### DATASET
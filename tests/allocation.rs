use anyhow::Result;

use deimos::prelude::*;

mod framework;

#[test]
fn multiplicity_follows_resource_flags() -> Result<()> {
    let mut graph = framework::make_graph(3);
    let overlapping = graph.declare_texture("overlapping", framework::color_texture(), ResourceFlags::in_flight());
    let persistent = graph.declare_texture(
        "persistent",
        framework::color_texture(),
        ResourceFlags {
            persistent: true,
            allow_in_flight_overlap: true,
        },
    );
    let transient = graph.declare_texture("transient", framework::color_texture(), ResourceFlags::transient());
    graph.add_pass(
        PassBuilder::compute("write")
            .write(overlapping)
            .write(persistent)
            .write(transient)
            .build(),
    )?;
    graph.compile_ahead_of_time()?;

    assert_eq!(graph.physical(overlapping)?.allocation_count(), 3);
    assert_eq!(graph.physical(persistent)?.allocation_count(), 1);
    assert_eq!(graph.physical(transient)?.allocation_count(), 1);

    let backend = graph.backend();
    assert!(backend.image_named("overlapping@0").is_some());
    assert!(backend.image_named("overlapping@2").is_some());
    assert!(backend.image_named("persistent").is_some());
    assert_eq!(backend.images().len(), 5);

    // Every frame slot of a multiplied resource gets its own image, shared resources reuse theirs.
    let physical = graph.physical(overlapping)?;
    assert_ne!(physical.image(0), physical.image(1));
    let physical = graph.physical(transient)?;
    assert_eq!(physical.image(0), physical.image(2));
    Ok(())
}

#[test]
fn views_are_created_per_pass_and_frame() -> Result<()> {
    let mut graph = framework::make_graph(2);
    let color = graph.declare_texture("color", framework::color_texture(), ResourceFlags::in_flight());
    let draw = graph.add_pass(
        PassBuilder::graphics("draw")
            .clear_color_target(color, ClearColor::Float([0.0; 4]))
            .build(),
    )?;
    let post = graph.add_pass(PassBuilder::graphics("post").sample(color).build())?;
    graph.compile_ahead_of_time()?;

    let backend = graph.backend();
    assert_eq!(backend.views().len(), 4);
    let (view, info) = backend.view_named("draw::color@1").expect("render target view exists");
    assert_eq!(graph.view(draw, color, 1)?, view);
    assert_eq!(info.aspect, vk::ImageAspectFlags::COLOR);
    assert!(backend.view_named("post::color@0").is_some());
    assert_ne!(graph.view(draw, color, 0)?, graph.view(post, color, 0)?);
    Ok(())
}

#[test]
fn usage_is_inferred_from_touches() -> Result<()> {
    let mut graph = framework::make_graph_with_settings(1, |settings| settings.present("color"));
    let color = graph.declare_texture("color", framework::color_texture(), ResourceFlags::transient());
    let depth = graph.declare_texture(
        "depth",
        TextureDesc::new(vk::Format::D24_UNORM_S8_UINT, ImageExtent::surface()),
        ResourceFlags::transient(),
    );
    let particles = graph.declare_buffer(
        "particles",
        framework::fixed_buffer(1024).usage(vk::BufferUsageFlags::VERTEX_BUFFER),
        ResourceFlags::transient(),
    );
    graph.add_pass(PassBuilder::compute("simulate").write(particles).build())?;
    graph.add_pass(
        PassBuilder::graphics("draw")
            .clear_color_target(color, ClearColor::Float([0.0; 4]))
            .clear_depth_target(depth, ClearDepthStencil::default())
            .build(),
    )?;
    graph.add_pass(PassBuilder::graphics("outline").sample(depth).build())?;
    graph.compile_ahead_of_time()?;

    let color = graph.physical(color)?.image_usage();
    assert!(color.contains(vk::ImageUsageFlags::COLOR_ATTACHMENT | vk::ImageUsageFlags::TRANSFER_SRC));
    assert!(!color.contains(vk::ImageUsageFlags::SAMPLED));

    let depth = graph.physical(depth)?;
    assert!(depth
        .image_usage()
        .contains(vk::ImageUsageFlags::DEPTH_STENCIL_ATTACHMENT | vk::ImageUsageFlags::SAMPLED));
    assert_eq!(depth.aspect(), vk::ImageAspectFlags::DEPTH | vk::ImageAspectFlags::STENCIL);

    let particles = graph.physical(particles)?.buffer_usage();
    assert!(particles.contains(vk::BufferUsageFlags::STORAGE_BUFFER | vk::BufferUsageFlags::VERTEX_BUFFER));
    Ok(())
}

#[test]
fn extents_resolve_against_the_surface() -> Result<()> {
    let mut graph = framework::make_graph(1);
    let half = graph.declare_texture(
        "half",
        TextureDesc::new(vk::Format::R16G16B16A16_SFLOAT, ImageExtent::SurfaceRelative {
            scale_x: 0.5,
            scale_y: 0.5,
        }),
        ResourceFlags::transient(),
    );
    let lut = graph.declare_texture(
        "lut",
        TextureDesc::new(vk::Format::R8_UNORM, ImageExtent::absolute_2d(32, 16)),
        ResourceFlags::persistent(),
    );
    let per_pixel = graph.declare_buffer(
        "per_pixel",
        BufferDesc::new(BufferSize::PerPixel {
            stride: 4,
            scale: 1.0,
        }),
        ResourceFlags::transient(),
    );
    graph.add_pass(PassBuilder::compute("work").write(half).read(lut).write(per_pixel).build())?;
    graph.compile_ahead_of_time()?;

    let extent = graph.physical(half)?.extent();
    assert_eq!((extent.width, extent.height), (framework::SURFACE_WIDTH / 2, framework::SURFACE_HEIGHT / 2));
    let extent = graph.physical(lut)?.extent();
    assert_eq!((extent.width, extent.height, extent.depth), (32, 16, 1));
    assert_eq!(
        graph.physical(per_pixel)?.size(),
        4 * framework::SURFACE_WIDTH as u64 * framework::SURFACE_HEIGHT as u64
    );
    Ok(())
}

#[test]
fn framebuffers_follow_target_multiplicity() -> Result<()> {
    let mut graph = framework::make_graph(2);
    let overlapping = graph.declare_texture("overlapping", framework::color_texture(), ResourceFlags::in_flight());
    let shared = graph.declare_texture("shared", framework::color_texture(), ResourceFlags::transient());
    let a = graph.add_pass(PassBuilder::graphics("a").load_target(overlapping).build())?;
    let b = graph.add_pass(PassBuilder::graphics("b").load_target(shared).build())?;
    let compute = graph.add_pass(PassBuilder::compute("c").read(shared).build())?;
    graph.compile_ahead_of_time()?;

    assert_ne!(graph.framebuffer(a, 0), graph.framebuffer(a, 1));
    assert_eq!(graph.framebuffer(b, 0), graph.framebuffer(b, 1));
    assert!(graph.framebuffer(compute, 0).is_none());
    assert_eq!(graph.backend().framebuffers().len(), 3);

    let (_, info) = graph
        .backend()
        .framebuffers()
        .iter()
        .find(|(_, info)| info.name == "b")
        .expect("framebuffer of `b` exists");
    assert_eq!((info.width, info.height, info.layers), (framework::SURFACE_WIDTH, framework::SURFACE_HEIGHT, 1));
    assert_eq!(info.attachments.len(), 1);
    assert_eq!(info.attachments[0].layout, vk::ImageLayout::COLOR_ATTACHMENT_OPTIMAL);
    Ok(())
}

#[test]
fn untouched_resources_are_not_allocated() -> Result<()> {
    let mut graph = framework::make_graph(1);
    let unused = graph.declare_texture("unused", framework::color_texture(), ResourceFlags::transient());
    let used = graph.declare_buffer("used", framework::fixed_buffer(16), ResourceFlags::transient());
    graph.add_pass(PassBuilder::compute("write").write(used).build())?;
    graph.compile_ahead_of_time()?;

    assert!(graph.physical(unused).is_err());
    assert!(graph.physical(used).is_ok());
    assert!(graph.backend().images().is_empty());
    Ok(())
}

#[test]
fn allocation_failures_are_reported() -> Result<()> {
    let mut graph = framework::make_graph(2);
    let color = graph.declare_texture("color", framework::color_texture(), ResourceFlags::in_flight());
    graph.add_pass(PassBuilder::graphics("draw").load_target(color).build())?;
    // Both images succeed, the first view fails.
    graph.backend_mut().fail_allocations_after(2);

    let err = graph.compile_ahead_of_time().unwrap_err();
    assert!(matches!(err.downcast_ref::<Error>(), Some(Error::AllocationFailed(_))));
    assert!(!graph.is_compiled());
    assert!(matches!(
        graph.record_frame(0, 0).unwrap_err().downcast_ref::<Error>(),
        Some(Error::NotCompiled)
    ));
    // Nothing from the failed attempt is left behind.
    assert_eq!(graph.backend().live_object_count(), 0);

    graph.backend_mut().clear_allocation_failures();
    graph.compile_ahead_of_time()?;
    assert_eq!(graph.backend().images().len(), 2);
    assert_eq!(graph.backend().views().len(), 2);
    framework::record_frames(&mut graph, 2)?;

    graph.destroy();
    assert_eq!(graph.backend().live_object_count(), 0);
    Ok(())
}

#[test]
fn failing_framebuffers_release_the_whole_graph() -> Result<()> {
    let mut graph = framework::make_graph(2);
    let color = graph.declare_texture("color", framework::color_texture(), ResourceFlags::in_flight());
    let data = graph.declare_buffer("data", framework::fixed_buffer(64), ResourceFlags::transient());
    graph.add_pass(PassBuilder::compute("fill").write(data).build())?;
    graph.add_pass(PassBuilder::graphics("draw").read(data).load_target(color).build())?;
    // Two images, two views, one buffer and the first framebuffer succeed.
    graph.backend_mut().fail_allocations_after(6);

    let err = graph.compile_ahead_of_time().unwrap_err();
    assert!(matches!(err.downcast_ref::<Error>(), Some(Error::AllocationFailed(_))));
    assert_eq!(graph.backend().live_object_count(), 0);
    assert_eq!(graph.backend().destroyed_count(), 6);
    Ok(())
}

#[test]
fn destroy_releases_every_object() -> Result<()> {
    let mut graph = framework::make_graph(2);
    let color = graph.declare_texture("color", framework::color_texture(), ResourceFlags::in_flight());
    let data = graph.declare_buffer("data", framework::fixed_buffer(64), ResourceFlags::transient());
    graph.add_pass(PassBuilder::compute("fill").write(data).build())?;
    graph.add_pass(PassBuilder::graphics("draw").read(data).load_target(color).build())?;
    graph.compile_ahead_of_time()?;
    framework::record_frames(&mut graph, 4)?;
    assert!(graph.backend().live_object_count() > 0);

    graph.destroy();
    assert_eq!(graph.backend().live_object_count(), 0);
    assert_eq!(graph.backend().set_count(), 0);
    assert_eq!(graph.backend().layout_count(), 0);
    Ok(())
}

#[test]
fn present_composites_into_the_surface() -> Result<()> {
    let mut graph = framework::make_graph_with_settings(2, |settings| settings.present("color"));
    let color = graph.declare_texture("color", framework::color_texture(), ResourceFlags::in_flight());
    graph.add_pass(
        PassBuilder::graphics("draw")
            .clear_color_target(color, ClearColor::Float([0.0, 0.0, 0.0, 1.0]))
            .build(),
    )?;
    graph.compile_ahead_of_time()?;

    let commands = graph.record_frame(1, 2)?;
    let surface = graph.backend().surface_image(2)?;
    let blit = commands
        .iter()
        .find_map(|command| match command {
            Command::Blit {
                src,
                dst,
                ..
            } => Some((*src, *dst)),
            _ => None,
        })
        .expect("present blit is recorded");
    assert_eq!(blit, (graph.physical(color)?.image(1).expect("color is an image"), surface.image));

    let surface_barriers = commands
        .image_barriers()
        .filter(|barrier| barrier.resource.is_none())
        .collect::<Vec<_>>();
    assert_eq!(surface_barriers.len(), 2);
    assert_eq!(surface_barriers[0].dst.layout, vk::ImageLayout::TRANSFER_DST_OPTIMAL);
    assert_eq!(surface_barriers[1].dst.layout, vk::ImageLayout::PRESENT_SRC_KHR);

    // The render target is transitioned for the copy, which is what the slot remembers for next time.
    let to_source = framework::image_barriers_for(&commands, color);
    assert_eq!(to_source.last().map(|barrier| barrier.dst.layout), Some(vk::ImageLayout::TRANSFER_SRC_OPTIMAL));
    assert_eq!(graph.physical(color)?.last_observed(1).layout, vk::ImageLayout::TRANSFER_SRC_OPTIMAL);
    assert_eq!(graph.physical(color)?.last_observed(0), AccessState::UNDEFINED);
    Ok(())
}

#[test]
fn recording_validates_frame_index() -> Result<()> {
    let mut graph = framework::make_graph(2);
    let data = graph.declare_buffer("data", framework::fixed_buffer(64), ResourceFlags::transient());
    graph.add_pass(PassBuilder::compute("fill").write(data).build())?;
    graph.compile_ahead_of_time()?;

    let err = graph.record_frame(2, 0).unwrap_err();
    assert!(matches!(err.downcast_ref::<Error>(), Some(Error::FrameIndexOutOfRange(2))));
    framework::record_frames(&mut graph, 3)?;
    assert_eq!(graph.backend().waits(), &[0, 1, 0]);
    Ok(())
}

### YOUR ASSIGNMENT
Exactly how many lines of the data include the word "commands"? Reply with that number only.

### TASK SOLUTION
4